According to Abdisamad Gallan the captured boat contain seal sacks full of land mines and artillery, the discovery was made after a tip-off from residents in Qandala, a coastal town in the semi-autonomous region of Puntland. Mr Gallan, the governor of Puntland’s Bari province, said it was believed that the boat had travelled from Yemen and the crew had escaped on their boat before they could be questioned. Qandala residents told the BBC in a report that those in the boat were foreigners. So far it is said to be one of the biggest capture of al-Shabab weapons. The al-Shabab group says it wants to reinforce its presence in Puntland, besides the al-Qaeda-aligned group has once dominated all of central and southern Somalia.
The al-Qaeda has now lost all the major towns it once controlled, even though it still occupies many rural areas. Earlier this week, on an al-Shabab website, Amiirnuur, it said militants were expanding their activities into Puntland and intended to show its residents the true way of Islam. The group follows the Saudi-inspired Wahhabi version of Islam, while most Somalis are Sufis.

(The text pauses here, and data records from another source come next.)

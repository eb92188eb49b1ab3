// Copyright 2025-Present Datadog, Inc. https://www.datadoghq.com/
// SPDX-License-Identifier: Apache-2.0

//! Conditional GET against the collector's agent configuration endpoint.

use reqwest::header::{HeaderMap, CACHE_CONTROL, ETAG, IF_NONE_MATCH};
use reqwest::StatusCode;
use serde_json::{Map, Value};
use std::time::Duration;
use thiserror::Error;
use tracing::debug;

use crate::config::ConfigSnapshot;
use crate::http::{client_for, HttpClientError};
use crate::redact::{redact_reqwest_error, redact_url};
use crate::transport::auth_header;

pub const CONFIG_PATH: &str = "/config/v1/agents";

#[derive(Debug, Error)]
pub enum FetchError {
    #[error("invalid central config URL {0}")]
    InvalidUrl(String),
    #[error("central config request failed: {0}")]
    Network(String),
    #[error("central config endpoint refused the credentials with status {0}")]
    Unauthorized(u16),
    #[error("central config endpoint returned status {0}")]
    Status(u16),
    #[error("central config response is not a JSON object: {0}")]
    Body(String),
    #[error("invalid credentials: {0}")]
    Credentials(String),
    #[error(transparent)]
    Client(#[from] HttpClientError),
}

#[derive(Debug, Clone, PartialEq)]
pub enum FetchResponse {
    NotModified {
        max_age: Option<Duration>,
    },
    Modified {
        etag: Option<String>,
        max_age: Option<Duration>,
        values: Map<String, Value>,
    },
}

#[derive(Debug, Clone)]
pub struct CentralConfigClient {
    client: reqwest::Client,
}

impl CentralConfigClient {
    pub fn new(snapshot: &ConfigSnapshot) -> Result<Self, FetchError> {
        Ok(Self::with_client(client_for(snapshot)?))
    }

    #[must_use]
    pub fn with_client(client: reqwest::Client) -> Self {
        Self { client }
    }

    /// `{server_url}/config/v1/agents?service.name=..&service.environment=..`
    pub fn url(snapshot: &ConfigSnapshot) -> Result<reqwest::Url, FetchError> {
        let raw = format!("{}{CONFIG_PATH}", snapshot.server_url);
        let mut url = reqwest::Url::parse(&raw)
            .map_err(|e| FetchError::InvalidUrl(format!("{}: {e}", redact_url(&raw))))?;
        {
            let mut query = url.query_pairs_mut();
            query.append_pair("service.name", &snapshot.service_name);
            if let Some(environment) = &snapshot.environment {
                query.append_pair("service.environment", environment);
            }
        }
        Ok(url)
    }

    pub async fn fetch(
        &self,
        snapshot: &ConfigSnapshot,
        etag: Option<&str>,
    ) -> Result<FetchResponse, FetchError> {
        let url = Self::url(snapshot)?;
        let mut request = self.client.get(url).timeout(snapshot.server_timeout);
        if let Some(etag) = etag {
            request = request.header(IF_NONE_MATCH, etag);
        }
        if let Some(auth) =
            auth_header(snapshot).map_err(|e| FetchError::Credentials(e.to_string()))?
        {
            request = request.header(reqwest::header::AUTHORIZATION, auth);
        }

        let response = request
            .send()
            .await
            .map_err(|e| FetchError::Network(redact_reqwest_error(e)))?;
        let status = response.status();
        let max_age = parse_max_age(response.headers());
        debug!("central-config response status {status}, max-age {max_age:?}");

        match status {
            StatusCode::NOT_MODIFIED => Ok(FetchResponse::NotModified { max_age }),
            StatusCode::UNAUTHORIZED | StatusCode::FORBIDDEN => {
                Err(FetchError::Unauthorized(status.as_u16()))
            }
            status if status.is_success() => {
                let etag = response
                    .headers()
                    .get(ETAG)
                    .and_then(|value| value.to_str().ok())
                    .map(ToString::to_string);
                let body = response
                    .bytes()
                    .await
                    .map_err(|e| FetchError::Network(redact_reqwest_error(e)))?;
                let values = match serde_json::from_slice::<Value>(&body) {
                    Ok(Value::Object(values)) => values,
                    Ok(other) => return Err(FetchError::Body(format!("got {other}"))),
                    Err(e) => return Err(FetchError::Body(e.to_string())),
                };
                Ok(FetchResponse::Modified {
                    etag,
                    max_age,
                    values,
                })
            }
            status => Err(FetchError::Status(status.as_u16())),
        }
    }
}

/// Extracts `max-age` from `Cache-Control`, ignoring every other directive.
#[must_use]
pub fn parse_max_age(headers: &HeaderMap) -> Option<Duration> {
    headers
        .get_all(CACHE_CONTROL)
        .iter()
        .filter_map(|value| value.to_str().ok())
        .flat_map(|value| value.split(','))
        .find_map(|directive| {
            let (name, seconds) = directive.trim().split_once('=')?;
            if !name.trim().eq_ignore_ascii_case("max-age") {
                return None;
            }
            seconds
                .trim()
                .trim_matches('"')
                .parse::<u64>()
                .ok()
                .map(Duration::from_secs)
        })
}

The website also said that Sheikh Abdur Kadir Mumim, an al-Shabab leader in Puntland, wanted to throw out the region’s President Abdirahman Farole, who they accused of being against Islam because he had invited Nato officers into the region to fight terrorists. A UN report earlier this year noted that al-Shabab was increasing operations further north, with an armed group in the region joining the Islamists. The African Union (AU) troops have been fighting alongside Somali government army, leading the fight against al-Shabab in southern Somalia. More than a year ago, the group was sent out of the capital, Mogadishu and although the Islamists still launch occasional suicide attacks the city is experiencing a renaissance, with businesses opening and buildings being reconstructed. There has also been progress on the political face last month with the election by MPs of a new president. After the overthrowing President Siad Barre in 1991, Somalia has move down into a mix of territories controlled by rival warlords and clans. Puntland became autonomous in 1998 and have remained mainly free of the Islamists’ influence, but are known for its pirate bases.